DIRECTIONS FOR THIS TASK – In the lines below, look for "matches". Copy each line where it appears.

Start of DATA SUPPLIED

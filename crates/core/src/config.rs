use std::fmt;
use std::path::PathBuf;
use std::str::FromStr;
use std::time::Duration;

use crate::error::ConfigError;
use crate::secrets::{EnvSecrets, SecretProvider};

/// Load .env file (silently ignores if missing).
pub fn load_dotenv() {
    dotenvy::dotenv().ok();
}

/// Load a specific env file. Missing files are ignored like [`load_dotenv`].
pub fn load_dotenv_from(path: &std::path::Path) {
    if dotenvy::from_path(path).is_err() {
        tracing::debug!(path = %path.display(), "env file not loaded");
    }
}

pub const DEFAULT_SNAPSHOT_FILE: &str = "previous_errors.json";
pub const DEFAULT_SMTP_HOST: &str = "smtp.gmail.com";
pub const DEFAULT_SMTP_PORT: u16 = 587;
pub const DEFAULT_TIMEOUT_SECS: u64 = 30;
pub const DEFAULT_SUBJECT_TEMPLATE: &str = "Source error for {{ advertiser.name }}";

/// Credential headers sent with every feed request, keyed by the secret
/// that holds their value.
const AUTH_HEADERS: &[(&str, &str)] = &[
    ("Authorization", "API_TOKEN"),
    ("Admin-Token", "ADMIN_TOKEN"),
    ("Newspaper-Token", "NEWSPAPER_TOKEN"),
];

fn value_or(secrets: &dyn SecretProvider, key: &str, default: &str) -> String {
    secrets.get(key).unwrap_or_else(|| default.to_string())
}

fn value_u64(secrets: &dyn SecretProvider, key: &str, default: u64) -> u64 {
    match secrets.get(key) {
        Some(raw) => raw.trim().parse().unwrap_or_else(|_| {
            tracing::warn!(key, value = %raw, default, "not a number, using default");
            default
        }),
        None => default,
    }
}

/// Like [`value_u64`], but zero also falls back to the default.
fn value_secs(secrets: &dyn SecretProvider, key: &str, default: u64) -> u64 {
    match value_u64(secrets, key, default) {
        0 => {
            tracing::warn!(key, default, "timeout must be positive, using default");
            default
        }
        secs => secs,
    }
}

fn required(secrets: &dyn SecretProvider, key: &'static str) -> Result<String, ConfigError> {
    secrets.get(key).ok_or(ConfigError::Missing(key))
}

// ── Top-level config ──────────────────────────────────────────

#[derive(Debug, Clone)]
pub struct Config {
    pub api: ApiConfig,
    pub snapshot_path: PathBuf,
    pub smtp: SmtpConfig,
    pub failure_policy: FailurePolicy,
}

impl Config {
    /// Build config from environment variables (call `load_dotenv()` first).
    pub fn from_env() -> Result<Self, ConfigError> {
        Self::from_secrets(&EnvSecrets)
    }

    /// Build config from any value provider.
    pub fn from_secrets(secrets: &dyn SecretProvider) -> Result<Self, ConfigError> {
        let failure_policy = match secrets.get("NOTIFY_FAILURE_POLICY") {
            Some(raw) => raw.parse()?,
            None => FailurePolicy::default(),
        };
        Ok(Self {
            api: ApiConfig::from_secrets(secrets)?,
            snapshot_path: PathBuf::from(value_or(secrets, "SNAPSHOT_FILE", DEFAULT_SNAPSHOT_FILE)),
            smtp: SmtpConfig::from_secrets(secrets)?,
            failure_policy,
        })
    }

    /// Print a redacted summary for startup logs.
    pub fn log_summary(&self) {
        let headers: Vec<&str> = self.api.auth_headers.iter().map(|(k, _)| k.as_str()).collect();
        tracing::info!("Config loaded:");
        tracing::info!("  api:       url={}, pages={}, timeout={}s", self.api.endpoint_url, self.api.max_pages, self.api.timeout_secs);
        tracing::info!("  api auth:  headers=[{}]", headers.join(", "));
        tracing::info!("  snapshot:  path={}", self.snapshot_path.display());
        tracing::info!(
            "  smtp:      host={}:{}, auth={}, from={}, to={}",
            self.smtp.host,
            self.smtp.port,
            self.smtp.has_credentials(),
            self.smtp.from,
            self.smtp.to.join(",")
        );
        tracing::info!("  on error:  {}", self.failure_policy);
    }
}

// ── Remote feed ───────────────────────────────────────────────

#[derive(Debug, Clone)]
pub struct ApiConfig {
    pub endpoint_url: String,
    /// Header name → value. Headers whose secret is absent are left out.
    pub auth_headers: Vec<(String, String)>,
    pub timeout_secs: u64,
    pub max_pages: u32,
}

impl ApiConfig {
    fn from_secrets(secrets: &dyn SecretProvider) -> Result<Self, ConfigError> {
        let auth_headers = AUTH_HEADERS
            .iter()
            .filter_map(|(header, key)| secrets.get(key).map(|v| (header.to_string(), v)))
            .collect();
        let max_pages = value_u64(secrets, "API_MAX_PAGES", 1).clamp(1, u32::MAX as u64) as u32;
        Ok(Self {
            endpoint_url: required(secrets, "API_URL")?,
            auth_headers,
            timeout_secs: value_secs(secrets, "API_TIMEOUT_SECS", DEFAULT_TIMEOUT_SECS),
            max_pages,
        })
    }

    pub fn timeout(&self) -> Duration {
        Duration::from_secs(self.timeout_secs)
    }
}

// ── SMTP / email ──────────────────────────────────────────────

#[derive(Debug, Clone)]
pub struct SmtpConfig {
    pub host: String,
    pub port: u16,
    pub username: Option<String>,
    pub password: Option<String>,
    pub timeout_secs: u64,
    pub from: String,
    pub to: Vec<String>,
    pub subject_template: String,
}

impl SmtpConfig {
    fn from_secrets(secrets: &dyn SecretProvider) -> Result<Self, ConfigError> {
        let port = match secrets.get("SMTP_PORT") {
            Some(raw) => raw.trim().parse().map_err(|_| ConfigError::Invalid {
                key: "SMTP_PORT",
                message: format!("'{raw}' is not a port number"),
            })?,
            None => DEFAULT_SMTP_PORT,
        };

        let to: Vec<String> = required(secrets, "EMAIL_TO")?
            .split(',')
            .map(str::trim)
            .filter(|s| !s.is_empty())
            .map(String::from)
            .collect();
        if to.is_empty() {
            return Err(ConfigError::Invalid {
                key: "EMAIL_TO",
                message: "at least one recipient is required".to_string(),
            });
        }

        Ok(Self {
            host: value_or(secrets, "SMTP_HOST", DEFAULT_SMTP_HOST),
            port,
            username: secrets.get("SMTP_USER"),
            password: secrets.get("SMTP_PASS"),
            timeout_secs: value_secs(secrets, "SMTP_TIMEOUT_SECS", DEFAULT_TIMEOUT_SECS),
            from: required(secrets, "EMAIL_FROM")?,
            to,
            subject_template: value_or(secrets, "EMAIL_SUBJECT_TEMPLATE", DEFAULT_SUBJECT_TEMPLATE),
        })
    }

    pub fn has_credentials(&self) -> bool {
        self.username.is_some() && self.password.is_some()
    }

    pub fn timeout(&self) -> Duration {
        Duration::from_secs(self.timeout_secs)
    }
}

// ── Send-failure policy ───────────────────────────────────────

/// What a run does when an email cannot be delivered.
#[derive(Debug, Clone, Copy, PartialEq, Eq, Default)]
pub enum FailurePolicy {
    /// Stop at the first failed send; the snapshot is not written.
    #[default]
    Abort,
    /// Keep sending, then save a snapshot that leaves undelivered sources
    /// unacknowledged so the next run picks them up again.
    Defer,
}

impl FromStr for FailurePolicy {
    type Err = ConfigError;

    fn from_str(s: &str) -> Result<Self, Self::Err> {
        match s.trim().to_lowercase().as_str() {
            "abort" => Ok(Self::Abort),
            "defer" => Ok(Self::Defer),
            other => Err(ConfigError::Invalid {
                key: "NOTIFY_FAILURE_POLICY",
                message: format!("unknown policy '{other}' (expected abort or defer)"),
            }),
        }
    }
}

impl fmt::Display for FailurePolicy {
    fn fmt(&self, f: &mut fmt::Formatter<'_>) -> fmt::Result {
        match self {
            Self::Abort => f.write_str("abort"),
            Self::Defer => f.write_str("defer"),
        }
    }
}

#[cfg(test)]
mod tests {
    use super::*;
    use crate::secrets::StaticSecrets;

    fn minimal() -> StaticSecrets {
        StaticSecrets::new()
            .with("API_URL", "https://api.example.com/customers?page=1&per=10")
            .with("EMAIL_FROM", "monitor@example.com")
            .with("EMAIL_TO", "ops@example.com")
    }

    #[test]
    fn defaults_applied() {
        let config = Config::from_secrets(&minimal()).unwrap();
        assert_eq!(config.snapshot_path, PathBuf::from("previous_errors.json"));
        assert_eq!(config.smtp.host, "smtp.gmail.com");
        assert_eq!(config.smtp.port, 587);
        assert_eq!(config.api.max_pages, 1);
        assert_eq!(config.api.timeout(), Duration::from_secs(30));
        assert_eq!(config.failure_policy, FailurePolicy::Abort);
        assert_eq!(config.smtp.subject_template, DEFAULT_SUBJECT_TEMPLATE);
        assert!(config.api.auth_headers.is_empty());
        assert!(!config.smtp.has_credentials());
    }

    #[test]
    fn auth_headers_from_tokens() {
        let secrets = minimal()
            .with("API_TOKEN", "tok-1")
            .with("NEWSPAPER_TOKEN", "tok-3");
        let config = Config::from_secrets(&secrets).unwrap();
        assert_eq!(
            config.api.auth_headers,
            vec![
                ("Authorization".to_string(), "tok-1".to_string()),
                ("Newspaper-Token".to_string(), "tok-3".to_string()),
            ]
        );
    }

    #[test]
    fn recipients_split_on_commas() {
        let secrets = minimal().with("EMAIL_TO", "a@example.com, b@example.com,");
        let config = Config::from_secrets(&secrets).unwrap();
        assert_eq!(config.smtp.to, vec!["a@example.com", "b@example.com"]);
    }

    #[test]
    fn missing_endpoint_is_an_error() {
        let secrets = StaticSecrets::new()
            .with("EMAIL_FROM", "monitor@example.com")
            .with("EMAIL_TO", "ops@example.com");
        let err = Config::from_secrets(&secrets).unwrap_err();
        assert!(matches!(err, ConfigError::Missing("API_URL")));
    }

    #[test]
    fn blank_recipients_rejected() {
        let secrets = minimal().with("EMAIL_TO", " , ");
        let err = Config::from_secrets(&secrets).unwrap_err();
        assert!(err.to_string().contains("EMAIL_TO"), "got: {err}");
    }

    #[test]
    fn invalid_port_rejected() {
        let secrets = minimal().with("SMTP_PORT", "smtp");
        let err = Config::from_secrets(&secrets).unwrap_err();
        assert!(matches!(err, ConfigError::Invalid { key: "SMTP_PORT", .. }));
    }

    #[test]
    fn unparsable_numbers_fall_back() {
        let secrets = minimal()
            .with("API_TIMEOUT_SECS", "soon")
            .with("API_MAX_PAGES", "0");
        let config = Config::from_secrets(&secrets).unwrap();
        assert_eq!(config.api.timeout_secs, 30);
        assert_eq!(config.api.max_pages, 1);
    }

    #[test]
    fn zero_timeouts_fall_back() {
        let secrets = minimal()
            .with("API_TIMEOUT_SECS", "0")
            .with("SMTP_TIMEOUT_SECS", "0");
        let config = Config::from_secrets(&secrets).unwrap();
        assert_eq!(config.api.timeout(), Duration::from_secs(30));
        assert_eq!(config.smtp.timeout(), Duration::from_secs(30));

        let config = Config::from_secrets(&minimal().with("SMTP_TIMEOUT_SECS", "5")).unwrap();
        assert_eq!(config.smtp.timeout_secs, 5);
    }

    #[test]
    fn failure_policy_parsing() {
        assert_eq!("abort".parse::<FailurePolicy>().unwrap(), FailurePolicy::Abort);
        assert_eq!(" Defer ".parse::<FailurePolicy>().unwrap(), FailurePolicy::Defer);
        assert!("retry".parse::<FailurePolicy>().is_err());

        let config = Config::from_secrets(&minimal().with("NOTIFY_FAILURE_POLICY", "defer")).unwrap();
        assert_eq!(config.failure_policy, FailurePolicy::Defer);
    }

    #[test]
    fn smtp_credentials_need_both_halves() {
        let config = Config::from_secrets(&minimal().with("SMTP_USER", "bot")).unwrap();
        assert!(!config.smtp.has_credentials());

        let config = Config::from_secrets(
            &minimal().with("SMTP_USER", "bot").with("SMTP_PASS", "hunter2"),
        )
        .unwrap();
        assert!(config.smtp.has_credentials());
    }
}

End of DATA SUPPLIED
Start of DATA SUPPLIED

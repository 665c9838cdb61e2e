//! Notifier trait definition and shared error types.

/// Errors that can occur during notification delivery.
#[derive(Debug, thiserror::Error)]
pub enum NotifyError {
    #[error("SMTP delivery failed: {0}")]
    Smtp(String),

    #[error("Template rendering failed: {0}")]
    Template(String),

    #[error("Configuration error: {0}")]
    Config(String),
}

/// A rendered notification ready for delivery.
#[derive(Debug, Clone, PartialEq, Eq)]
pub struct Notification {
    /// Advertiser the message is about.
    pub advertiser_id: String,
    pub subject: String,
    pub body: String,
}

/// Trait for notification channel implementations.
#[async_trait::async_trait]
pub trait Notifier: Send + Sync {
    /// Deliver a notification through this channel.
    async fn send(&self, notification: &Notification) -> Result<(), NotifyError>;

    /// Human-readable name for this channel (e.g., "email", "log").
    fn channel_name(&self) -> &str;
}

End of DATA SUPPLIED

PROBLEM SOLUTION –
        assert!(matches!(err, ConfigError::Missing("API_URL")));
        assert!(matches!(err, ConfigError::Invalid { key: "SMTP_PORT", .. }));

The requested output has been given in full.